Pacia S V, Devinsky O
Department of Neurology, New York University School of Medicine, NY.
Neurology. 1994 Dec;44(12):2247-9. doi: 10.1212/wnl.44.12.2247.
We reviewed the incidence, clinical features, and management of all clozapine-related seizures in 5,629 patients monitored by the Clozaril Patient Management System, during the first 6 months after marketing. Seventy-one patients had generalized tonic-clonic seizures yielding a frequency of 1.3%. One patient had myoclonic seizures prior to generalization. Seizures tended to occur at low doses (< 300 mg/d) during the titration phase, and at high doses (> or = 600 mg/d) during the maintenance phase. Patients with a history of seizures or epilepsy were more likely to have seizures soon after initiation of therapy, on low doses. Twenty-nine of 37 patients (78%) who had seizures and were rechallenged with clozapine were able to continue the medication with dose reduction and more-gradual dose titration, or with the addition of an antiepileptic medication.

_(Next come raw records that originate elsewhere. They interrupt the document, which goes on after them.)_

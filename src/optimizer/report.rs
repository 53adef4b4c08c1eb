// src/optimizer/report.rs
//! Markdown summary of one optimizer run.

use chrono::{DateTime, SecondsFormat, Utc};
use std::fmt::Write;

use super::bandit::Allocation;

#[derive(Debug, Clone, PartialEq)]
pub struct CoverageStat {
    pub window_sec: u64,
    pub total_events: usize,
    pub labeled_events: usize,
    pub coverage_pct: f64,
}

#[derive(Debug, Clone, PartialEq)]
pub struct RewardRateStat {
    pub signal: String,
    pub window_sec: u64,
    pub n: usize,
    pub reward_sum: usize,
    pub rate_pct: f64,
}

#[derive(Debug, Clone, Default)]
pub struct Report {
    pub generated_at: DateTime<Utc>,
    pub input_path: String,
    /// Empty when no labels file was given.
    pub labels_path: String,
    /// 0 means labels were not used for bandit updates.
    pub primary_window_sec: u64,
    pub warnings: Vec<String>,
    pub label_warnings: Vec<String>,
    pub unique_events: usize,
    pub rewards_used: usize,
    pub rewards_from_labels: usize,
    pub rewards_from_paper: usize,
    pub coverage: Vec<CoverageStat>,
    pub reward_rates: Vec<RewardRateStat>,
    pub arms_total: usize,
    pub alloc: Vec<Allocation>,
}

impl Report {
    pub fn render_markdown(&self) -> String {
        let mut b = String::new();
        // Writing into a String cannot fail.
        let _ = self.write_markdown(&mut b);
        b
    }

    fn write_markdown(&self, b: &mut String) -> std::fmt::Result {
        b.push_str("# Optimizer Report\n\n");
        writeln!(
            b,
            "- generated_at: `{}`",
            self.generated_at.to_rfc3339_opts(SecondsFormat::Secs, true)
        )?;
        writeln!(b, "- input: `{}`", self.input_path)?;
        if !self.labels_path.is_empty() {
            writeln!(b, "- labels: `{}`", self.labels_path)?;
            if self.primary_window_sec > 0 {
                writeln!(b, "- labels_primary_window_sec: `{}`", self.primary_window_sec)?;
            }
        }
        writeln!(b, "- arms_total: `{}`", self.arms_total)?;
        if self.unique_events > 0 {
            writeln!(b, "- unique_events: `{}`", self.unique_events)?;
        }
        if self.rewards_used > 0 {
            writeln!(
                b,
                "- rewards_used: `{}` (labels={}, paper={})",
                self.rewards_used, self.rewards_from_labels, self.rewards_from_paper
            )?;
        }
        b.push('\n');

        if !self.warnings.is_empty() || !self.label_warnings.is_empty() {
            b.push_str("## Warnings\n");
            for w in self.warnings.iter().chain(&self.label_warnings) {
                writeln!(b, "- {w}")?;
            }
            b.push('\n');
        }

        if !self.labels_path.is_empty() && !self.coverage.is_empty() {
            b.push_str("## Labeled Coverage (by window)\n");
            b.push_str("| window_sec | labeled_events | total_events | coverage |\n|---:|---:|---:|---:|\n");
            for c in &self.coverage {
                writeln!(
                    b,
                    "| {} | {} | {} | {:.2}% |",
                    c.window_sec, c.labeled_events, c.total_events, c.coverage_pct
                )?;
            }
            b.push('\n');
        }

        if !self.labels_path.is_empty() && !self.reward_rates.is_empty() {
            b.push_str("## Reward Rate (by signal/window)\n");
            b.push_str("| signal | window_sec | reward_rate | n | reward_sum |\n|---|---:|---:|---:|---:|\n");
            for r in &self.reward_rates {
                writeln!(
                    b,
                    "| {} | {} | {:.2}% | {} | {} |",
                    r.signal, r.window_sec, r.rate_pct, r.n, r.reward_sum
                )?;
            }
            b.push('\n');
        }

        b.push_str("## Suggested Action Allocation (Thompson Sampling)\n");
        if self.alloc.is_empty() {
            b.push_str("_(none)_\n");
            return Ok(());
        }
        b.push_str("| key | sample_score | mean | n |\n|---|---:|---:|---:|\n");
        for a in &self.alloc {
            writeln!(b, "| {} | {:.4} | {:.4} | {} |", a.key, a.score, a.mean, a.n)?;
        }
        b.push('\n');
        b.push_str("## Notes\n");
        b.push_str("- Rewards come from the labels file at `labels_primary_window_sec` when present, otherwise from `event.data.reward`.\n");
        b.push_str("- Events without either still register an arm but do not move its posterior.\n");
        Ok(())
    }
}
//! One delayed-reward labeling pass over the paper log.
//!
//! Inputs come from the config file plus `LABELER_*` environment overrides.
//! `LABELER_MOCK_RATE` swaps the live fusion engine for a constant reading.

use anyhow::{anyhow, Context, Result};
use std::path::PathBuf;
use std::sync::Arc;
use value_radar::config::RadarConfig;
use value_radar::labeler::{thresholds_from_config, Labeler, LabelerConfig};
use value_radar::marketdata::{providers::build_fusion, Confidence, Fusion, StaticFusion};
use value_radar::telemetry::init_tracing;

fn env_opt(name: &str) -> Option<String> {
    std::env::var(name)
        .ok()
        .map(|v| v.trim().to_string())
        .filter(|v| !v.is_empty())
}

fn parse_env<T: std::str::FromStr>(name: &str) -> Result<Option<T>> {
    env_opt(name)
        .map(|v| v.parse::<T>().map_err(|_| anyhow!("{name}: cannot parse '{v}'")))
        .transpose()
}

#[tokio::main]
async fn main() -> Result<()> {
    let _ = dotenvy::dotenv();
    init_tracing();

    let mut cfg = RadarConfig::load_default().context("load config")?;
    let paper = env_opt("LABELER_IN")
        .map(PathBuf::from)
        .ok_or_else(|| anyhow!("LABELER_IN is required (paper log path)"))?;
    let out = env_opt("LABELER_OUT")
        .map(PathBuf::from)
        .unwrap_or_else(|| PathBuf::from("state/labels.jsonl"));
    if let Some(w) = env_opt("LABELER_WINDOWS") {
        cfg.labeler.windows = w;
    }
    if let Some(g) = env_opt("LABELER_GRACE") {
        cfg.labeler.grace = g;
    }
    if let Some(m) = parse_env::<usize>("LABELER_MAX")? {
        cfg.labeler.max_per_run = m;
    }

    let fusion: Option<Arc<dyn Fusion>> = match parse_env::<f64>("LABELER_MOCK_RATE")? {
        Some(rate) => {
            let confidence = match env_opt("LABELER_MOCK_CONFIDENCE") {
                Some(c) if c.eq_ignore_ascii_case("fail") => Confidence::Fail,
                _ => Confidence::Pass,
            };
            tracing::info!(rate, ?confidence, "using mock fusion");
            Some(Arc::new(StaticFusion {
                rate_pct: rate,
                confidence,
            }) as Arc<dyn Fusion>)
        }
        None => build_fusion(&cfg.marketdata)
            .context("init marketdata")?
            .map(|f| f as Arc<dyn Fusion>),
    };

    let lcfg = LabelerConfig::from_settings(&cfg.labeler).context("labeler settings")?;
    let labeler = Labeler::new(fusion, lcfg, thresholds_from_config(&cfg));
    let stats = labeler.run_once(&paper, &out).await?;

    println!(
        "labels_written={} skipped={} out={}",
        stats.written,
        stats.skipped,
        out.display()
    );
    Ok(())
}
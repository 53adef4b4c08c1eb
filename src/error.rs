// src/error.rs
use thiserror::Error;

/// Library-level failures. Everything here is surfaced at construction or at
/// the edges of an offline run; per-tick failures are logged and absorbed.
#[derive(Debug, Error)]
pub enum RadarError {
    #[error("configuration error: {0}")]
    Configuration(String),

    #[error("fusion engine needs at least one provider")]
    NoProviders,

    #[error("slots must be > 0 (got {0})")]
    InvalidSlots(i64),

    #[error("parse error: {0}")]
    Parse(String),
}

impl RadarError {
    pub fn config(msg: impl Into<String>) -> Self {
        RadarError::Configuration(msg.into())
    }
}
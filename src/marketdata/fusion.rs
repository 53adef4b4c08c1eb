// src/marketdata/fusion.rs
//! Multi-provider consensus with a per-provider circuit breaker.
//!
//! Every call fans out to all enabled providers concurrently (each bounded by
//! its own timeout), discards invalid/stale quotes, takes the median of the
//! rest and counts inliers within `max_abs_diff`. Provider health is an EMA
//! score plus consecutive failure/outlier counters; crossing a threshold
//! disables the provider for `cooldown`.

use chrono::{DateTime, Duration as ChronoDuration, Utc};
use metrics::counter;
use parking_lot::Mutex;
use serde::Serialize;
use std::collections::{BTreeMap, HashMap};
use std::sync::Arc;
use std::time::Duration;
use tokio::task::JoinSet;

use super::{
    Confidence, Fusion, FusionReason, FusionSnapshot, Provider, ProviderFailure, ProviderResult,
    Snapshot,
};
use crate::config::MarketDataConfig;
use crate::error::RadarError;

const HEALTH_ALPHA: f64 = 0.15;
const INITIAL_SCORE: f64 = 0.5;

pub type Clock = Arc<dyn Fn() -> DateTime<Utc> + Send + Sync>;

#[derive(Clone)]
pub struct FusionOptions {
    pub timeout: Duration,
    pub required_sources: usize,
    pub max_abs_diff: f64,
    pub staleness: ChronoDuration,
    pub min_valid: f64,
    pub max_valid: f64,
    pub fail_threshold: u32,
    pub outlier_threshold: u32,
    pub cooldown: ChronoDuration,
    pub clock: Clock,
}

impl Default for FusionOptions {
    fn default() -> Self {
        Self::from(&MarketDataConfig::default())
    }
}

impl From<&MarketDataConfig> for FusionOptions {
    fn from(c: &MarketDataConfig) -> Self {
        Self {
            timeout: Duration::from_millis(c.timeout_ms),
            required_sources: c.required_sources,
            max_abs_diff: c.max_abs_diff,
            staleness: ChronoDuration::seconds(c.staleness_sec as i64),
            min_valid: c.min_valid,
            max_valid: c.max_valid,
            fail_threshold: c.fail_threshold,
            outlier_threshold: c.outlier_threshold,
            cooldown: ChronoDuration::seconds(c.cooldown_sec as i64),
            clock: Arc::new(Utc::now),
        }
    }
}

impl FusionOptions {
    pub fn with_clock(mut self, clock: Clock) -> Self {
        self.clock = clock;
        self
    }

    /// Zero values fall back to the defaults.
    fn normalized(mut self) -> Self {
        let d = MarketDataConfig::default();
        if self.required_sources == 0 {
            self.required_sources = d.required_sources;
        }
        if self.max_abs_diff <= 0.0 {
            self.max_abs_diff = d.max_abs_diff;
        }
        if self.staleness <= ChronoDuration::zero() {
            self.staleness = ChronoDuration::seconds(d.staleness_sec as i64);
        }
        if self.max_valid <= 0.0 {
            self.max_valid = d.max_valid;
        }
        if self.fail_threshold == 0 {
            self.fail_threshold = d.fail_threshold;
        }
        if self.outlier_threshold == 0 {
            self.outlier_threshold = d.outlier_threshold;
        }
        if self.cooldown <= ChronoDuration::zero() {
            self.cooldown = ChronoDuration::seconds(d.cooldown_sec as i64);
        }
        if self.timeout.is_zero() {
            self.timeout = Duration::from_millis(d.timeout_ms);
        }
        self
    }
}

/// Health of a single provider as tracked by the circuit breaker.
#[derive(Debug, Clone, Copy, PartialEq, Serialize)]
pub struct ProviderHealth {
    pub score: f64,
    pub consecutive_failures: u32,
    pub consecutive_outliers: u32,
    pub disabled_until: Option<DateTime<Utc>>,
}

impl Default for ProviderHealth {
    fn default() -> Self {
        Self {
            score: INITIAL_SCORE,
            consecutive_failures: 0,
            consecutive_outliers: 0,
            disabled_until: None,
        }
    }
}

impl ProviderHealth {
    pub fn is_disabled(&self, now: DateTime<Utc>) -> bool {
        self.disabled_until.is_some_and(|until| now < until)
    }

    fn on_failure(&mut self) {
        self.score *= 1.0 - HEALTH_ALPHA;
        self.consecutive_failures += 1;
        self.consecutive_outliers += 1;
    }

    fn on_inlier(&mut self) {
        self.score += HEALTH_ALPHA * (1.0 - self.score);
        self.consecutive_failures = 0;
        self.consecutive_outliers = 0;
    }

    fn on_outlier(&mut self) {
        self.score *= 1.0 - HEALTH_ALPHA;
        self.consecutive_failures = 0;
        self.consecutive_outliers += 1;
    }

    /// Returns true when the breaker tripped.
    fn maybe_trip(&mut self, opts: &FusionOptions, now: DateTime<Utc>) -> bool {
        if self.consecutive_failures >= opts.fail_threshold
            || self.consecutive_outliers >= opts.outlier_threshold
        {
            self.disabled_until = Some(now + opts.cooldown);
            self.consecutive_failures = 0;
            self.consecutive_outliers = 0;
            return true;
        }
        false
    }
}

pub struct FusionEngine {
    providers: Vec<Arc<dyn Provider>>,
    opts: FusionOptions,
    health: Mutex<HashMap<String, ProviderHealth>>,
}

impl FusionEngine {
    pub fn new(providers: Vec<Arc<dyn Provider>>, opts: FusionOptions) -> Result<Self, RadarError> {
        if providers.is_empty() {
            return Err(RadarError::NoProviders);
        }
        crate::metrics::ensure_described();
        let health = providers
            .iter()
            .map(|p| (p.name().to_string(), ProviderHealth::default()))
            .collect();
        Ok(Self {
            providers,
            opts: opts.normalized(),
            health: Mutex::new(health),
        })
    }

    pub fn options(&self) -> &FusionOptions {
        &self.opts
    }

    /// Read-only copy of every provider's health.
    pub fn health_snapshot(&self) -> BTreeMap<String, ProviderHealth> {
        self.health
            .lock()
            .iter()
            .map(|(k, v)| (k.clone(), *v))
            .collect()
    }

    /// Fan out to all enabled providers and fuse their quotes.
    ///
    /// Provider results keep the configured provider order. Only providers
    /// that were actually asked have their health updated.
    pub async fn fuse(&self, symbol: &str) -> FusionSnapshot {
        let now = (self.opts.clock)();
        counter!("radar_fusion_requests_total").increment(1);

        let disabled: Vec<bool> = {
            let health = self.health.lock();
            self.providers
                .iter()
                .map(|p| health.get(p.name()).is_some_and(|h| h.is_disabled(now)))
                .collect()
        };

        let mut outcomes: Vec<Option<Result<Snapshot, ProviderFailure>>> =
            (0..self.providers.len()).map(|_| None).collect();

        let mut set = JoinSet::new();
        for (idx, p) in self.providers.iter().enumerate() {
            if disabled[idx] {
                continue;
            }
            let p = Arc::clone(p);
            let sym = symbol.to_string();
            let timeout = self.opts.timeout;
            set.spawn(async move {
                let out = match tokio::time::timeout(timeout, p.fetch(&sym)).await {
                    Ok(Ok(snap)) => Ok(snap),
                    Ok(Err(e)) => Err(ProviderFailure::Fetch(format!("{e:#}"))),
                    Err(_) => Err(ProviderFailure::Timeout),
                };
                (idx, out)
            });
        }
        while let Some(joined) = set.join_next().await {
            match joined {
                Ok((idx, out)) => outcomes[idx] = Some(out),
                Err(e) => tracing::warn!(error = %e, symbol, "provider task aborted"),
            }
        }

        let mut results = Vec::with_capacity(self.providers.len());
        let mut candidates: Vec<(usize, f64)> = Vec::new();
        for (idx, p) in self.providers.iter().enumerate() {
            let name = p.name();
            if disabled[idx] {
                results.push(ProviderResult::failed(name, None, ProviderFailure::CircuitOpen));
                continue;
            }
            let outcome = outcomes[idx]
                .take()
                .unwrap_or_else(|| Err(ProviderFailure::Fetch("provider task aborted".into())));
            match outcome {
                Err(failure) => results.push(ProviderResult::failed(name, None, failure)),
                Ok(snap) => {
                    let stale = now.signed_duration_since(snap.timestamp) > self.opts.staleness;
                    let r = snap.rate_pct;
                    let invalid =
                        !r.is_finite() || r < self.opts.min_valid || r > self.opts.max_valid;
                    if stale || invalid {
                        let mut pr =
                            ProviderResult::failed(name, Some(snap), ProviderFailure::InvalidOrStale);
                        pr.stale = stale;
                        results.push(pr);
                        continue;
                    }
                    candidates.push((results.len(), r));
                    results.push(ProviderResult {
                        provider: name.to_string(),
                        snapshot: Some(snap),
                        error: None,
                        stale: false,
                        inlier: false,
                        outlier: false,
                    });
                }
            }
        }

        let (consensus, confidence, reason) = if candidates.is_empty() {
            (0.0, Confidence::Fail, FusionReason::NoValidSources)
        } else {
            let rates: Vec<f64> = candidates.iter().map(|(_, r)| *r).collect();
            let consensus = median(&rates);
            let mut inliers = 0usize;
            for (slot, r) in &candidates {
                if (r - consensus).abs() <= self.opts.max_abs_diff {
                    results[*slot].inlier = true;
                    inliers += 1;
                } else {
                    results[*slot].outlier = true;
                }
            }
            if inliers >= self.opts.required_sources {
                (consensus, Confidence::Pass, FusionReason::ConsensusPass)
            } else {
                (consensus, Confidence::Fail, FusionReason::InsufficientConsensus)
            }
        };

        self.update_health(now, &results, &disabled);

        FusionSnapshot {
            symbol: symbol.to_string(),
            timestamp: now,
            consensus_rate_pct: consensus,
            confidence,
            reason,
            provider_results: results,
        }
    }

    fn update_health(&self, now: DateTime<Utc>, results: &[ProviderResult], skipped: &[bool]) {
        let mut health = self.health.lock();
        for (r, was_skipped) in results.iter().zip(skipped) {
            if *was_skipped {
                continue;
            }
            let h = health.entry(r.provider.clone()).or_default();
            if let Some(failure) = &r.error {
                counter!(
                    "radar_fusion_provider_failures_total",
                    "provider" => r.provider.clone(),
                    "kind" => failure.kind()
                )
                .increment(1);
                h.on_failure();
            } else if r.inlier {
                h.on_inlier();
            } else {
                h.on_outlier();
            }
            if h.maybe_trip(&self.opts, now) {
                counter!("radar_fusion_circuit_trips_total").increment(1);
                tracing::warn!(
                    provider = %r.provider,
                    score = h.score,
                    until = ?h.disabled_until,
                    "provider disabled by circuit breaker"
                );
            }
        }
    }
}

#[async_trait::async_trait]
impl Fusion for FusionEngine {
    async fn fetch_fusion(&self, symbol: &str) -> anyhow::Result<FusionSnapshot> {
        Ok(self.fuse(symbol).await)
    }
}

/// Median of a non-empty slice; the mean of the two middle values for even
/// lengths. Returns 0.0 for an empty slice.
pub fn median(xs: &[f64]) -> f64 {
    if xs.is_empty() {
        return 0.0;
    }
    let mut ys = xs.to_vec();
    ys.sort_by(f64::total_cmp);
    let m = ys.len() / 2;
    if ys.len() % 2 == 1 {
        ys[m]
    } else {
        (ys[m - 1] + ys[m]) / 2.0
    }
}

我们回顾了在氯氮平上市后的头6个月内,由氯氮平患者管理系统监测的5629例患者中所有与氯氮平相关的癫痫发作的发生率、临床特征及处理情况。71例患者发生全身强直阵挛性发作,发生率为1.3%。1例患者在发作泛化前有肌阵挛发作。癫痫发作倾向于在滴定阶段低剂量(<300mg/d)时发生,以及在维持阶段高剂量(≥600mg/d)时发生。有癫痫发作或癫痫病史的患者在治疗开始后不久、低剂量时更易发生癫痫发作。37例有癫痫发作且再次接受氯氮平治疗的患者中,29例(78%)能够通过减少剂量、更缓慢地滴定剂量或加用抗癫痫药物继续用药。